## YOUR OBJECTIVE
Word for word, please restate the lines from the beginning of the data through the line in which "is still current." appears.

## RECORDS PROVIDED
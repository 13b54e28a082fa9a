//! Stale-response guard.
//!
//! A page takes a [`Ticket`] before awaiting a request and checks it before
//! applying the response. Invalidating the guard (on unmount, or when a newer
//! reload supersedes an older one) makes every outstanding ticket stale, and
//! the late response is dropped instead of being written into a dead view.

use std::sync::atomic::{AtomicU64, Ordering};
use std::sync::Arc;

use tracing::debug;

#[derive(Debug, Clone, Default)]
pub struct RequestGuard {
    generation: Arc<AtomicU64>,
}

impl RequestGuard {
    pub fn new() -> Self {
        Self::default()
    }

    pub fn ticket(&self) -> Ticket {
        Ticket {
            issued_at: self.generation.load(Ordering::SeqCst),
            generation: Arc::clone(&self.generation),
        }
    }

    /// Invalidate all outstanding tickets and issue a fresh one.
    pub fn supersede(&self) -> Ticket {
        self.invalidate();
        self.ticket()
    }

    pub fn invalidate(&self) {
        self.generation.fetch_add(1, Ordering::SeqCst);
    }
}

#[derive(Debug, Clone)]
pub struct Ticket {
    issued_at: u64,
    generation: Arc<AtomicU64>,
}

impl Ticket {
    pub fn is_current(&self) -> bool {
        self.generation.load(Ordering::SeqCst) == self.issued_at
    }

    /// Pass `value` through only if the ticket is still current.
    pub fn accept<T>(&self, what: &str, value: T) -> Option<T> {
        if self.is_current() {
            Some(value)
        } else {
            debug!("Dropping stale response for {}", what);
            None
        }
    }
}
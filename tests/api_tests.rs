//! `ApiClient` against a local one-shot HTTP server.

use std::path::PathBuf;

use pretty_assertions::assert_eq;
use tokio::io::{AsyncReadExt, AsyncWriteExt};
use tokio::net::TcpListener;
use tokio::task::JoinHandle;

use equipment_visualizer::api::ApiClient;
use equipment_visualizer::config::AppConfig;
use equipment_visualizer::error::AppError;
use equipment_visualizer::models::User;
use equipment_visualizer::session::Session;
use equipment_visualizer::upload::UploadCandidate;

fn fixture(name: &str) -> String {
    let path = PathBuf::from(env!("CARGO_MANIFEST_DIR"))
        .join("tests")
        .join("fixtures")
        .join(name);
    std::fs::read_to_string(path).expect("Failed to read fixture")
}

/// One canned reply.
struct Reply {
    status: u16,
    content_type: &'static str,
    body: Vec<u8>,
}

impl Reply {
    fn json(status: u16, body: impl Into<String>) -> Self {
        Self {
            status,
            content_type: "application/json",
            body: body.into().into_bytes(),
        }
    }

    fn bytes(status: u16, content_type: &'static str, body: &[u8]) -> Self {
        Self {
            status,
            content_type,
            body: body.to_vec(),
        }
    }
}

/// A request as the server saw it.
#[derive(Debug)]
struct Captured {
    request_line: String,
    /// Header lines, lowercased.
    headers: Vec<String>,
    body: String,
}

impl Captured {
    fn header(&self, name: &str) -> Option<String> {
        let prefix = format!("{}:", name.to_lowercase());
        self.headers
            .iter()
            .find(|h| h.starts_with(&prefix))
            .map(|h| h[prefix.len()..].trim().to_string())
    }
}

fn find(haystack: &[u8], needle: &[u8]) -> Option<usize> {
    haystack.windows(needle.len()).position(|w| w == needle)
}

async fn read_request(stream: &mut tokio::net::TcpStream) -> Captured {
    let mut buf = Vec::new();
    let mut chunk = [0u8; 4096];

    let header_end = loop {
        if let Some(pos) = find(&buf, b"\r\n\r\n") {
            break pos + 4;
        }
        let n = stream.read(&mut chunk).await.expect("read request");
        assert!(n > 0, "connection closed before headers");
        buf.extend_from_slice(&chunk[..n]);
    };

    let head = String::from_utf8_lossy(&buf[..header_end]).to_string();
    let mut lines = head.split("\r\n").filter(|l| !l.is_empty());
    let request_line = lines.next().unwrap_or_default().to_string();
    let headers: Vec<String> = lines.map(|l| l.to_lowercase()).collect();

    let content_length = headers
        .iter()
        .find_map(|h| h.strip_prefix("content-length:"))
        .and_then(|v| v.trim().parse::<usize>().ok());
    let chunked = headers
        .iter()
        .any(|h| h.starts_with("transfer-encoding:") && h.contains("chunked"));

    loop {
        let body = &buf[header_end..];
        let done = match (content_length, chunked) {
            (Some(len), _) => body.len() >= len,
            (None, true) => body.ends_with(b"0\r\n\r\n"),
            (None, false) => true,
        };
        if done {
            break;
        }
        let n = stream.read(&mut chunk).await.expect("read body");
        if n == 0 {
            break;
        }
        buf.extend_from_slice(&chunk[..n]);
    }

    Captured {
        request_line,
        headers,
        body: String::from_utf8_lossy(&buf[header_end..]).to_string(),
    }
}

/// Serve `replies` in order, one connection each, and hand back what was
/// requested.
async fn serve(replies: Vec<Reply>) -> (String, JoinHandle<Vec<Captured>>) {
    let listener = TcpListener::bind("127.0.0.1:0").await.expect("bind");
    let addr = listener.local_addr().expect("local addr");

    let handle = tokio::spawn(async move {
        let mut seen = Vec::new();
        for reply in replies {
            let (mut stream, _) = listener.accept().await.expect("accept");
            seen.push(read_request(&mut stream).await);

            let head = format!(
                "HTTP/1.1 {} Test\r\nContent-Type: {}\r\nContent-Length: {}\r\nConnection: close\r\n\r\n",
                reply.status,
                reply.content_type,
                reply.body.len()
            );
            stream.write_all(head.as_bytes()).await.expect("write head");
            stream.write_all(&reply.body).await.expect("write body");
            stream.shutdown().await.ok();
        }
        seen
    });

    (format!("http://{}/api", addr), handle)
}

fn client(base_url: &str, session: Session) -> ApiClient {
    ApiClient::new(&AppConfig::with_base_url(base_url), session).expect("valid base url")
}

fn signed_in() -> Session {
    let session = Session::in_memory();
    let user = User {
        id: Some(1),
        username: "alice".to_string(),
        email: None,
    };
    session.set_session("abc123", &user).expect("session stored");
    session
}

#[tokio::test]
async fn test_login_stores_session() {
    let (base, server) = serve(vec![Reply::json(200, fixture("login_response.json"))]).await;
    let session = Session::in_memory();
    let api = client(&base, session.clone());

    let auth = api.login("alice", "s3cret").await.expect("login succeeds");
    assert_eq!(auth.user.username, "alice");

    assert!(session.is_authenticated());
    assert_eq!(session.token().as_deref(), Some("9944b09199c62bcf9418ad846dd0e4bbdfc6ee4b"));
    assert_eq!(session.username().as_deref(), Some("alice"));
    assert_eq!(session.current_user().map(|u| u.email), Some(Some("alice@example.com".to_string())));

    let seen = server.await.expect("server task");
    assert_eq!(seen[0].request_line, "POST /api/login/ HTTP/1.1");
    assert_eq!(seen[0].header("authorization"), None);
    let body: serde_json::Value = serde_json::from_str(&seen[0].body).expect("json body");
    assert_eq!(body, serde_json::json!({"username": "alice", "password": "s3cret"}));
}

#[tokio::test]
async fn test_rejected_login_carries_server_message() {
    let (base, server) = serve(vec![Reply::json(401, r#"{"error": "Invalid credentials"}"#)]).await;
    let session = Session::in_memory();
    let api = client(&base, session.clone());

    let err = api.login("alice", "wrong").await.unwrap_err();
    assert_eq!(err, AppError::Auth("Invalid credentials".to_string()));
    assert_eq!(err.server_message(), Some("Invalid credentials"));
    assert!(!session.is_authenticated());
    server.await.expect("server task");
}

#[tokio::test]
async fn test_login_without_token_is_refused() {
    let body = r#"{"token": "", "user": {"id": 1, "username": "alice"}}"#;
    let (base, server) = serve(vec![Reply::json(200, body)]).await;
    let session = Session::in_memory();
    let api = client(&base, session.clone());

    let err = api.login("alice", "s3cret").await.unwrap_err();
    assert!(matches!(err, AppError::Auth(_)), "{:?}", err);
    assert!(!session.is_authenticated());
    assert_eq!(session.username(), None);
    server.await.expect("server task");
}

#[tokio::test]
async fn test_register_without_email_sends_empty_string() {
    let (base, server) = serve(vec![Reply::json(201, fixture("login_response.json"))]).await;
    let session = Session::in_memory();
    let api = client(&base, session.clone());

    api.register("alice", None, "s3cret").await.expect("register succeeds");
    assert!(session.is_authenticated());

    let seen = server.await.expect("server task");
    assert_eq!(seen[0].request_line, "POST /api/register/ HTTP/1.1");
    let body: serde_json::Value = serde_json::from_str(&seen[0].body).expect("json body");
    assert_eq!(body["email"], "");
    assert_eq!(body["username"], "alice");
}

#[tokio::test]
async fn test_register_duplicate_user_is_auth_error() {
    let (base, server) = serve(vec![Reply::json(400, r#"{"error": "Username already exists"}"#)]).await;
    let api = client(&base, Session::in_memory());

    let err = api
        .register("alice", Some("alice@example.com"), "s3cret")
        .await
        .unwrap_err();
    assert_eq!(err, AppError::Auth("Username already exists".to_string()));
    server.await.expect("server task");
}

#[tokio::test]
async fn test_upload_sends_file_field_with_token() {
    let (base, server) = serve(vec![Reply::json(201, fixture("upload_response.json"))]).await;
    let api = client(&base, signed_in());

    let csv = "Equipment Name,Type,Flowrate,Pressure,Temperature\nPump-1,Pump,120,5.2,110\n";
    let file = UploadCandidate::new("equipment.csv", csv.as_bytes().to_vec());
    let summary = api.upload_csv(&file).await.expect("upload succeeds");
    assert_eq!(summary.id, 12);
    assert_eq!(summary.total_equipment, 15);

    let seen = server.await.expect("server task");
    let request = &seen[0];
    assert_eq!(request.request_line, "POST /api/upload-csv/ HTTP/1.1");
    assert_eq!(request.header("authorization").as_deref(), Some("token abc123"));
    assert!(request
        .header("content-type")
        .is_some_and(|ct| ct.starts_with("multipart/form-data")));
    assert!(
        request.body.contains(r#"name="file"; filename="equipment.csv""#),
        "{}",
        request.body
    );
    assert!(
        request.body.to_lowercase().contains("content-type: text/csv"),
        "{}",
        request.body
    );
    assert!(request.body.contains("Pump-1,Pump,120,5.2,110"));
}

#[tokio::test]
async fn test_upload_rejection_is_validation_error() {
    let body = r#"{"error": "Missing required columns: Pressure"}"#;
    let (base, server) = serve(vec![Reply::json(400, body)]).await;
    let api = client(&base, signed_in());

    let file = UploadCandidate::new("equipment.csv", b"a,b\n1,2\n".to_vec());
    let err = api.upload_csv(&file).await.unwrap_err();
    assert_eq!(err, AppError::Validation("Missing required columns: Pressure".to_string()));
    server.await.expect("server task");
}

#[tokio::test]
async fn test_history_server_error_is_network_error() {
    let (base, server) = serve(vec![Reply::bytes(500, "text/html", b"<h1>Server Error</h1>")]).await;
    let api = client(&base, signed_in());

    let err = api.upload_history().await.unwrap_err();
    assert!(matches!(err, AppError::Network(_)), "{:?}", err);
    assert_eq!(err.server_message(), None);
    server.await.expect("server task");
}

#[tokio::test]
async fn test_malformed_history_body_is_network_error() {
    let (base, server) = serve(vec![Reply::json(200, r#"{"not": "a list"}"#)]).await;
    let api = client(&base, signed_in());

    let err = api.upload_history().await.unwrap_err();
    assert!(matches!(err, AppError::Network(_)), "{:?}", err);
    server.await.expect("server task");
}

#[tokio::test]
async fn test_latest_dataset_loads_newest_summary() {
    let (base, server) = serve(vec![
        Reply::json(200, fixture("upload_history.json")),
        Reply::json(200, fixture("dataset_summary.json")),
    ])
    .await;
    let api = client(&base, signed_in());

    let latest = api.latest_dataset().await.expect("loads").expect("has a dataset");
    assert_eq!(latest.id, 9);
    assert_eq!(latest.equipment_records.len(), 3);

    let seen = server.await.expect("server task");
    assert_eq!(seen[0].request_line, "GET /api/upload-history/ HTTP/1.1");
    assert_eq!(seen[1].request_line, "GET /api/datasets/9/summary/ HTTP/1.1");
}

#[tokio::test]
async fn test_latest_dataset_with_empty_history() {
    let (base, server) = serve(vec![Reply::json(200, "[]")]).await;
    let api = client(&base, signed_in());

    assert_eq!(api.latest_dataset().await.expect("loads"), None);
    assert_eq!(server.await.expect("server task").len(), 1);
}

#[tokio::test]
async fn test_delete_accepts_empty_body() {
    let (base, server) = serve(vec![Reply::bytes(200, "application/json", b"")]).await;
    let api = client(&base, signed_in());

    api.delete_dataset(7).await.expect("delete succeeds");

    let seen = server.await.expect("server task");
    assert_eq!(seen[0].request_line, "DELETE /api/datasets/7/delete/ HTTP/1.1");
    assert_eq!(seen[0].header("authorization").as_deref(), Some("token abc123"));
}

#[tokio::test]
async fn test_delete_missing_dataset_is_not_found() {
    let (base, server) = serve(vec![Reply::json(404, r#"{"error": "Dataset not found"}"#)]).await;
    let api = client(&base, signed_in());

    let err = api.delete_dataset(99).await.unwrap_err();
    assert_eq!(err, AppError::NotFound("Dataset not found".to_string()));
    server.await.expect("server task");
}

#[tokio::test]
async fn test_download_pdf_returns_bytes_and_name() {
    let pdf = b"%PDF-1.4\n%fake report\n";
    let (base, server) = serve(vec![Reply::bytes(200, "application/pdf", pdf)]).await;
    let api = client(&base, signed_in());

    let report = api.download_pdf(9).await.expect("download succeeds");
    assert_eq!(report.file_name, "equipment_report_9.pdf");
    assert_eq!(report.bytes, pdf.to_vec());

    let seen = server.await.expect("server task");
    assert_eq!(seen[0].request_line, "GET /api/datasets/9/download-pdf/ HTTP/1.1");
}

#[tokio::test]
async fn test_unreachable_backend_is_network_error() {
    // Bind then drop to get a port with nothing listening
    let listener = TcpListener::bind("127.0.0.1:0").await.expect("bind");
    let addr = listener.local_addr().expect("local addr");
    drop(listener);

    let api = client(&format!("http://{}/api", addr), signed_in());
    let err = api.upload_history().await.unwrap_err();
    assert!(matches!(err, AppError::Network(_)), "{:?}", err);
}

## TASK RESPONSE
repository 13b54e28a082fa9a
//! Stale-response guard.
//!
//! A page takes a [`Ticket`] before awaiting a request and checks it before
//! applying the response. Invalidating the guard (on unmount, or when a newer
//! reload supersedes an older one) makes every outstanding ticket stale, and
//! the late response is dropped instead of being written into a dead view.

use std::sync::atomic::{AtomicU64, Ordering};
use std::sync::Arc;

use tracing::debug;

#[derive(Debug, Clone, Default)]
pub struct RequestGuard {
    generation: Arc<AtomicU64>,
}

impl RequestGuard {
    pub fn new() -> Self {
        Self::default()
    }

    pub fn ticket(&self) -> Ticket {
        Ticket {
            issued_at: self.generation.load(Ordering::SeqCst),
            generation: Arc::clone(&self.generation),
        }
    }

    /// Invalidate all outstanding tickets and issue a fresh one.
    pub fn supersede(&self) -> Ticket {
        self.invalidate();
        self.ticket()
    }

    pub fn invalidate(&self) {
        self.generation.fetch_add(1, Ordering::SeqCst);
    }
}

#[derive(Debug, Clone)]
pub struct Ticket {
    issued_at: u64,
    generation: Arc<AtomicU64>,
}

impl Ticket {
    pub fn is_current(&self) -> bool {
        self.generation.load(Ordering::SeqCst) == self.issued_at
    }

    /// Pass `value` through only if the ticket is still current.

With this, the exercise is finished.